3Dプリンタ用微粒子(PPS、PA6)

従来の射出成形などと比べ、開発期間の短縮、金型レス、複雑部品形状の造形などを可能とする技術として採用が進む3Dプリンティング。 東レでは3Dプリンティングに最適な粉体流動性や耐熱性を備えた高機能樹脂微粒子として、耐熱性、耐薬品性を備えたPPS微粒子 トレミル®、PA6微粒子 トレパール®をラインナップしています。

製品の特徴

3Dプリンタ用PPS微粒子 トレミル®の特徴

粉体流動性

3Dプリンタ(Powder Bed Fusion)に求められる粉体流動性を有す

ポリマー特性

3Dプリンタに最適なポリマー特性を有す

平均粒径50μm

3Dプリンタ(Powder Bed Fusion)に最適な粒子径を有す

機械特性

樹脂3Dプリンタ用材料のなかでは最高峰と言える良好な機械特性

難燃性

航空宇宙、鉄道、自動車用途等への適用に必須の難燃性を有す

絶縁性・耐熱性
耐薬品性

自動車(EV、FCV)用途や電気電子部品への適用に必須の特性を有す

3Dプリンタ用PA6微粒子 トレパール®の特徴

粉体流動性

3Dプリンタ(Powder Bed Fusion)に求められる粉体流動性を有す

真球形状

3D造形物の面粗度UPに効果

平均粒径50μm

3Dプリンタ(Powder Bed Fusion)に最適な粒子径を有す

機械特性

自動車(インマニ、ストレーナ等)に求められる機械特性を有す

耐熱、耐薬品性

自動車(インマニ、ストレーナ等)に求められる機械特性を有す

選ばれる理由

トレミル®が選ばれる理由

工業用で採用が進むPBF方式に対応

3Dプリンティングには、使用できる材料や造形品の特徴が異なる複数の形式が存在します。
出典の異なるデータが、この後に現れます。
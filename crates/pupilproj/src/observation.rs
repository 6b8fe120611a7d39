//! Per-frame pupil observations and per-frame pose estimates.

use serde::{Deserialize, Serialize};

use crate::conic::{fit_ellipse_algebraic, rms_sampson_distance, TransparentEllipse};
use crate::error::{config_err, Result};
use crate::eye::EyePose;

/// Detected pupil outline for one video frame.
#[derive(Debug, Clone, PartialEq, Serialize, Deserialize)]
pub struct Observation {
    /// Frame index in the source video.
    pub frame: usize,
    /// Ellipse fitted to the pupil perimeter (all-NaN when the frame has no
    /// usable perimeter).
    pub ellipse: TransparentEllipse,
    /// RMS distance of the perimeter points from `ellipse` (pixels).
    pub fit_rmse: f64,
    /// Standard deviations of `[x, y, area, eccentricity, theta]`.
    #[serde(default)]
    pub fit_param_sd: Option<[f64; 5]>,
    /// Raw perimeter points (pixels).
    #[serde(default)]
    pub perimeter: Option<Vec<[f64; 2]>>,
}

impl Observation {
    /// Observation carrying only a fitted ellipse and its fit error.
    pub fn from_ellipse(frame: usize, ellipse: TransparentEllipse, fit_rmse: f64) -> Self {
        Self {
            frame,
            ellipse,
            fit_rmse,
            fit_param_sd: None,
            perimeter: None,
        }
    }

    /// Fit the pupil ellipse to raw perimeter points and keep the points for
    /// perimeter refits. The ellipse and RMSE are NaN when no ellipse fits.
    pub fn from_perimeter(frame: usize, perimeter: Vec<[f64; 2]>) -> Self {
        let (ellipse, fit_rmse) = match fit_ellipse_algebraic(&perimeter) {
            Some(e) => (e.to_transparent(), rms_sampson_distance(&e, &perimeter)),
            None => (TransparentEllipse::nan(), f64::NAN),
        };
        Self {
            frame,
            ellipse,
            fit_rmse,
            fit_param_sd: None,
            perimeter: Some(perimeter),
        }
    }

    /// True when the ellipse is usable for fitting.
    pub fn is_valid(&self) -> bool {
        self.ellipse.is_valid() && self.fit_rmse.is_finite() && self.fit_rmse >= 0.0
    }

    /// Standard deviation of the ellipse area, when known.
    pub fn area_sd(&self) -> Option<f64> {
        self.fit_param_sd.map(|sd| sd[2]).filter(|v| v.is_finite())
    }
}

/// Observations ordered by strictly increasing frame index.
#[derive(Debug, Clone, Default, PartialEq, Serialize, Deserialize)]
#[serde(try_from = "Vec<Observation>", into = "Vec<Observation>")]
pub struct ObservationSet {
    observations: Vec<Observation>,
}

impl ObservationSet {
    /// Sort by frame. Duplicate frame indices are a configuration error.
    pub fn new(mut observations: Vec<Observation>) -> Result<Self> {
        observations.sort_by_key(|o| o.frame);
        if let Some(w) = observations.windows(2).find(|w| w[0].frame == w[1].frame) {
            return Err(config_err(format!("duplicate observation for frame {}", w[0].frame)));
        }
        Ok(Self { observations })
    }

    pub fn len(&self) -> usize {
        self.observations.len()
    }

    pub fn is_empty(&self) -> bool {
        self.observations.is_empty()
    }

    pub fn as_slice(&self) -> &[Observation] {
        &self.observations
    }

    pub fn iter(&self) -> std::slice::Iter<'_, Observation> {
        self.observations.iter()
    }

    pub fn get(&self, index: usize) -> Option<&Observation> {
        self.observations.get(index)
    }

    /// Number of observations with a usable ellipse.
    pub fn valid_count(&self) -> usize {
        self.observations.iter().filter(|o| o.is_valid()).count()
    }
}

impl TryFrom<Vec<Observation>> for ObservationSet {
    type Error = crate::Error;

    fn try_from(observations: Vec<Observation>) -> Result<Self> {
        Self::new(observations)
    }
}

impl From<ObservationSet> for Vec<Observation> {
    fn from(set: ObservationSet) -> Self {
        set.observations
    }
}

impl<'a> IntoIterator for &'a ObservationSet {
    type Item = &'a Observation;
    type IntoIter = std::slice::Iter<'a, Observation>;

    fn into_iter(self) -> Self::IntoIter {
        self.observations.iter()
    }
}

/// Scene-constrained pose for one frame, input to the radius smoother.
#[derive(Debug, Clone, Copy, PartialEq, Serialize, Deserialize)]
pub struct PoseEstimate {
    pub frame: usize,
    pub pose: EyePose,
    /// Standard deviation of the pupil radius (mm); NaN when unknown.
    pub radius_sd: f64,
    /// Perimeter fit error of the source observation (pixels).
    pub fit_rmse: f64,
    /// Shape or area mismatch exceeded the scene's constraint tolerance.
    pub relaxed: bool,
}

impl PoseEstimate {
    /// Estimate for a frame without data.
    pub fn missing(frame: usize) -> Self {
        Self {
            frame,
            pose: EyePose::nan(),
            radius_sd: f64::NAN,
            fit_rmse: f64::NAN,
            relaxed: false,
        }
    }

    /// True when radius and its uncertainty are both available.
    pub fn has_radius(&self) -> bool {
        self.pose.pupil_radius.is_finite() && self.radius_sd.is_finite()
    }
}
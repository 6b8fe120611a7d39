//! Synthetic scenes and observations shared by unit tests.

use crate::conic::TransparentEllipse;
use crate::eye::EyePose;
use crate::observation::{Observation, ObservationSet};
use crate::project::{project, project_with_points};
use crate::scene::{CameraIntrinsics, SceneGeometry};

/// 640×480 camera 120 mm in front of an 11.29 mm eye.
pub(crate) fn reference_scene() -> SceneGeometry {
    SceneGeometry::pinhole(
        CameraIntrinsics::new(772.55, 320.0, 240.0),
        [0.0, 0.0, 120.0],
        11.29,
    )
}

/// Noise-free projected ellipse.
pub(crate) fn ellipse_for(pose: EyePose, scene: &SceneGeometry) -> TransparentEllipse {
    project(&pose, scene, None, false)
        .expect("valid synthetic pose")
        .ellipse
}

/// Azimuth × elevation × radius grid of poses.
pub(crate) fn pose_grid(azimuths: &[f64], elevations: &[f64], radii: &[f64]) -> Vec<EyePose> {
    let mut poses = Vec::new();
    for &r in radii {
        for &el in elevations {
            for &az in azimuths {
                poses.push(EyePose::new(az, el, r));
            }
        }
    }
    poses
}

/// One observation per pose, numbered from frame 0, with `n_perimeter`
/// perimeter points and a fit error that varies slowly across frames.
pub(crate) fn observations_for(
    poses: &[EyePose],
    scene: &SceneGeometry,
    n_perimeter: usize,
) -> ObservationSet {
    let observations = poses
        .iter()
        .enumerate()
        .map(|(frame, pose)| {
            let proj = project_with_points(pose, scene, None, false, n_perimeter)
                .expect("valid synthetic pose");
            Observation {
                frame,
                ellipse: proj.ellipse,
                fit_rmse: 0.2 + 0.05 * ((frame % 7) as f64),
                fit_param_sd: Some([0.1, 0.1, 0.04 * proj.ellipse.area, 0.01, 0.02]),
                perimeter: Some(proj.image_points),
            }
        })
        .collect();
    ObservationSet::new(observations).expect("unique frames")
}
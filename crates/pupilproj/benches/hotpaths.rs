use criterion::{black_box, criterion_group, criterion_main, Criterion};

use pupilproj::{
    fit_transparent, project, solve, CameraIntrinsics, EyePose, InverseConfig, PoseBounds,
    RayTraceTables, SceneGeometry,
};

fn scene() -> SceneGeometry {
    SceneGeometry::pinhole(
        CameraIntrinsics::new(772.55, 320.0, 240.0),
        [0.0, 0.0, 120.0],
        11.29,
    )
}

fn bench_project(c: &mut Criterion) {
    let s = scene();
    let pose = EyePose::new(-14.0, 9.0, 2.2);
    let tables = RayTraceTables::default();

    c.bench_function("project_pupil", |b| {
        b.iter(|| project(black_box(&pose), black_box(&s), None, false))
    });
    c.bench_function("project_pupil_refracted", |b| {
        b.iter(|| project(black_box(&pose), black_box(&s), Some(&tables), false))
    });
    c.bench_function("project_full_model", |b| {
        b.iter(|| project(black_box(&pose), black_box(&s), None, true))
    });
}

fn bench_fit(c: &mut Criterion) {
    let s = scene();
    let points = project(&EyePose::new(20.0, -10.0, 2.5), &s, None, false)
        .map(|p| p.image_points)
        .unwrap_or_default();
    c.bench_function("fit_transparent_5pt", |b| {
        b.iter(|| fit_transparent(black_box(&points)))
    });
}

fn bench_solve(c: &mut Criterion) {
    let s = scene();
    let target = project(&EyePose::new(20.0, -10.0, 2.5), &s, None, false)
        .map(|p| p.ellipse)
        .unwrap_or_else(|_| pupilproj::TransparentEllipse::nan());
    let bounds = PoseBounds::default();
    let config = InverseConfig::default();

    c.bench_function("solve_grid_seed", |b| {
        b.iter(|| solve(black_box(&target), &s, &bounds, None, &config, None))
    });
    c.bench_function("solve_warm_start", |b| {
        b.iter(|| {
            solve(
                black_box(&target),
                &s,
                &bounds,
                Some(EyePose::new(18.0, -8.0, 2.0)),
                &config,
                None,
            )
        })
    });
}

criterion_group!(benches, bench_project, bench_fit, bench_solve);
criterion_main!(benches);
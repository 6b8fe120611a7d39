//! Anatomical eye model and eye pose.
//!
//! Coordinates are "eyeWorld": millimeters, origin at the corneal apex,
//! axes `[p1, p2, p3]` with p1 along the optical axis (positive toward the
//! camera), p2 horizontal and p3 vertical (positive up).

mod pose;

pub use pose::{EyePose, PoseBounds};

use nalgebra::Vector3;
use serde::{Deserialize, Serialize};

use crate::error::{config_err, Result};

/// Population-level anatomical constants.
///
/// Everything that is not derived from the eye radius lives here so that
/// per-subject measurements can override the defaults.
#[derive(Debug, Clone, Copy, PartialEq, Serialize, Deserialize)]
#[serde(default)]
pub struct EyeAnatomy {
    /// Distance from the corneal apex back to the iris plane (mm).
    pub anterior_chamber_depth_mm: f64,
    /// Iris radius (mm).
    pub iris_radius_mm: f64,
    /// Radius of curvature of the corneal front surface (mm).
    pub cornea_front_radius_mm: f64,
    /// Radius of curvature of the corneal back surface (mm).
    pub cornea_back_radius_mm: f64,
    /// Central corneal thickness (mm).
    pub cornea_thickness_mm: f64,
    /// Ratio of the lateral to the axial semi-axis of the posterior chamber.
    pub posterior_chamber_lateral_ratio: f64,
    /// Axial length beyond twice the eye radius (mm).
    pub axial_length_offset_mm: f64,
    /// Rotation center depth as a fraction of the axial length.
    pub rotation_center_fraction: f64,
    /// Refractive index of the aqueous humor.
    pub aqueous_index: f64,
    /// Refractive index of the cornea.
    pub cornea_index: f64,
    /// Refractive index of the medium between cornea and camera.
    pub air_index: f64,
}

impl Default for EyeAnatomy {
    fn default() -> Self {
        Self {
            anterior_chamber_depth_mm: 3.7,
            iris_radius_mm: 5.9,
            cornea_front_radius_mm: 7.8,
            cornea_back_radius_mm: 6.5,
            cornea_thickness_mm: 0.55,
            posterior_chamber_lateral_ratio: 1.04,
            axial_length_offset_mm: 1.5,
            rotation_center_fraction: 0.55,
            aqueous_index: 1.3374,
            cornea_index: 1.376,
            air_index: 1.0,
        }
    }
}

/// Sphere in eyeWorld coordinates.
#[derive(Debug, Clone, Copy, PartialEq)]
pub struct Sphere {
    pub center: Vector3<f64>,
    pub radius: f64,
}

/// Axis-aligned ellipsoid in eyeWorld coordinates.
#[derive(Debug, Clone, Copy, PartialEq)]
pub struct Ellipsoid {
    pub center: Vector3<f64>,
    /// Semi-axes along p1, p2, p3.
    pub radii: Vector3<f64>,
}

impl Ellipsoid {
    /// Point on the surface at polar angle `polar` (from +p1) and azimuth `phi`.
    pub(crate) fn surface_point(&self, polar: f64, phi: f64) -> Vector3<f64> {
        self.center
            + Vector3::new(
                self.radii.x * polar.cos(),
                self.radii.y * polar.sin() * phi.cos(),
                self.radii.z * polar.sin() * phi.sin(),
            )
    }
}

/// Derived eye geometry for one eye radius.
#[derive(Debug, Clone, Copy, PartialEq)]
pub struct EyeModel {
    /// Eye radius (mm) the model was built from.
    pub eye_radius: f64,
    /// Center of the pupil aperture.
    pub pupil_center: Vector3<f64>,
    /// Center of the iris.
    pub iris_center: Vector3<f64>,
    /// Iris radius (mm).
    pub iris_radius: f64,
    /// Center of eye rotation.
    pub rotation_center: Vector3<f64>,
    /// Posterior chamber (vitreous body) ellipsoid.
    pub posterior_chamber: Ellipsoid,
    /// Corneal front surface; bounds the anterior chamber.
    pub cornea_front: Sphere,
    /// Corneal back surface.
    pub cornea_back: Sphere,
    /// Refractive indices `[aqueous, cornea, air]` along a ray leaving the eye.
    pub refractive_indices: [f64; 3],
}

impl EyeModel {
    /// Build the eye model for `eye_radius` (mm).
    pub fn new(eye_radius: f64, anatomy: &EyeAnatomy) -> Result<Self> {
        if !eye_radius.is_finite() || eye_radius <= 0.0 {
            return Err(config_err(format!(
                "eye radius must be positive and finite, got {eye_radius}"
            )));
        }

        let axial_length = 2.0 * eye_radius + anatomy.axial_length_offset_mm;
        let iris_plane = -anatomy.anterior_chamber_depth_mm;
        let lateral = eye_radius * anatomy.posterior_chamber_lateral_ratio;

        Ok(Self {
            eye_radius,
            pupil_center: Vector3::new(iris_plane, 0.0, 0.0),
            iris_center: Vector3::new(iris_plane, 0.0, 0.0),
            iris_radius: anatomy.iris_radius_mm,
            rotation_center: Vector3::new(
                -anatomy.rotation_center_fraction * axial_length,
                0.0,
                0.0,
            ),
            posterior_chamber: Ellipsoid {
                center: Vector3::new(-axial_length + eye_radius, 0.0, 0.0),
                radii: Vector3::new(eye_radius, lateral, lateral),
            },
            cornea_front: Sphere {
                center: Vector3::new(-anatomy.cornea_front_radius_mm, 0.0, 0.0),
                radius: anatomy.cornea_front_radius_mm,
            },
            cornea_back: Sphere {
                center: Vector3::new(
                    -anatomy.cornea_thickness_mm - anatomy.cornea_back_radius_mm,
                    0.0,
                    0.0,
                ),
                radius: anatomy.cornea_back_radius_mm,
            },
            refractive_indices: [
                anatomy.aqueous_index,
                anatomy.cornea_index,
                anatomy.air_index,
            ],
        })
    }

    /// Axial position of the iris plane.
    pub fn iris_plane(&self) -> f64 {
        self.iris_center.x
    }

    /// Axial position of the posterior pole.
    pub fn posterior_pole(&self) -> f64 {
        self.posterior_chamber.center.x - self.posterior_chamber.radii.x
    }

    /// Points on the pupil circle of `radius` in the iris plane.
    pub fn pupil_perimeter(&self, radius: f64, n: usize) -> Vec<Vector3<f64>> {
        circle_points(&self.pupil_center, radius, n)
    }

    /// Points on the iris boundary.
    pub fn iris_perimeter(&self, n: usize) -> Vec<Vector3<f64>> {
        circle_points(&self.iris_center, self.iris_radius, n)
    }

    /// Posterior chamber surface samples lying between the posterior pole and
    /// the iris plane.
    pub fn posterior_chamber_points(&self, n_polar: usize, n_phi: usize) -> Vec<Vector3<f64>> {
        let pole = self.posterior_pole();
        let iris = self.iris_plane();
        let e = &self.posterior_chamber;
        surface_grid(n_polar, n_phi)
            .map(|(polar, phi)| e.surface_point(polar, phi))
            .filter(|p| p.x >= pole && p.x < iris)
            .collect()
    }

    /// Corneal front surface samples anterior to the iris plane.
    pub fn anterior_chamber_points(&self, n_polar: usize, n_phi: usize) -> Vec<Vector3<f64>> {
        let iris = self.iris_plane();
        let s = Ellipsoid {
            center: self.cornea_front.center,
            radii: Vector3::repeat(self.cornea_front.radius),
        };
        surface_grid(n_polar, n_phi)
            .map(|(polar, phi)| s.surface_point(polar, phi))
            .filter(|p| p.x > iris)
            .collect()
    }
}

fn circle_points(center: &Vector3<f64>, radius: f64, n: usize) -> Vec<Vector3<f64>> {
    (0..n)
        .map(|i| {
            let t = 2.0 * std::f64::consts::PI * (i as f64) / (n as f64);
            center + Vector3::new(0.0, radius * t.cos(), radius * t.sin())
        })
        .collect()
}

fn surface_grid(n_polar: usize, n_phi: usize) -> impl Iterator<Item = (f64, f64)> {
    let pi = std::f64::consts::PI;
    (0..=n_polar).flat_map(move |i| {
        let polar = pi * (i as f64) / (n_polar.max(1) as f64);
        (0..n_phi).map(move |j| (polar, 2.0 * pi * (j as f64) / (n_phi.max(1) as f64)))
    })
}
トレミル®はこのうち、工業用として最も一般的に使用されているPBF(Powder Bed Fusion:粉末溶融結合)方式に対応。性能確認用の試作部品のほか最終部品の製造でも活用されています。
PBF方式には、大型造形(460mm×460mm×490mm)が可能、形状自由度が高い(形状を保持する為に必要なサポート剤が不要)、複数個を同時に造形する事により1個当たりのコストを低減できるといった特徴があり、生産性の高い工法として各分野で採用が進んでいます。

PBF方式による3Dプリンティングのイメージ

PBF方式の3Dプリンタに最適な粉体流動性、ポリマー特性

PBF方式の3Dプリンタは、内部に貯蔵した微粒子をローラーやブレードで造形エリアに送り、厚み約0.1~0.2mm の薄い粉末層として敷き詰めます。その粉末層にレーザーを照射して溶かし、固める(溶融固化)ことを繰り返して、いくつもの層を重ねていくことで造形物を構築する仕組みです。このため粉末(造形物の材料)には、貯蔵部からなめらかに造形エリアへと流し込める流動性の高さや、レーザーでスムーズに溶融固化できることなどが求められます。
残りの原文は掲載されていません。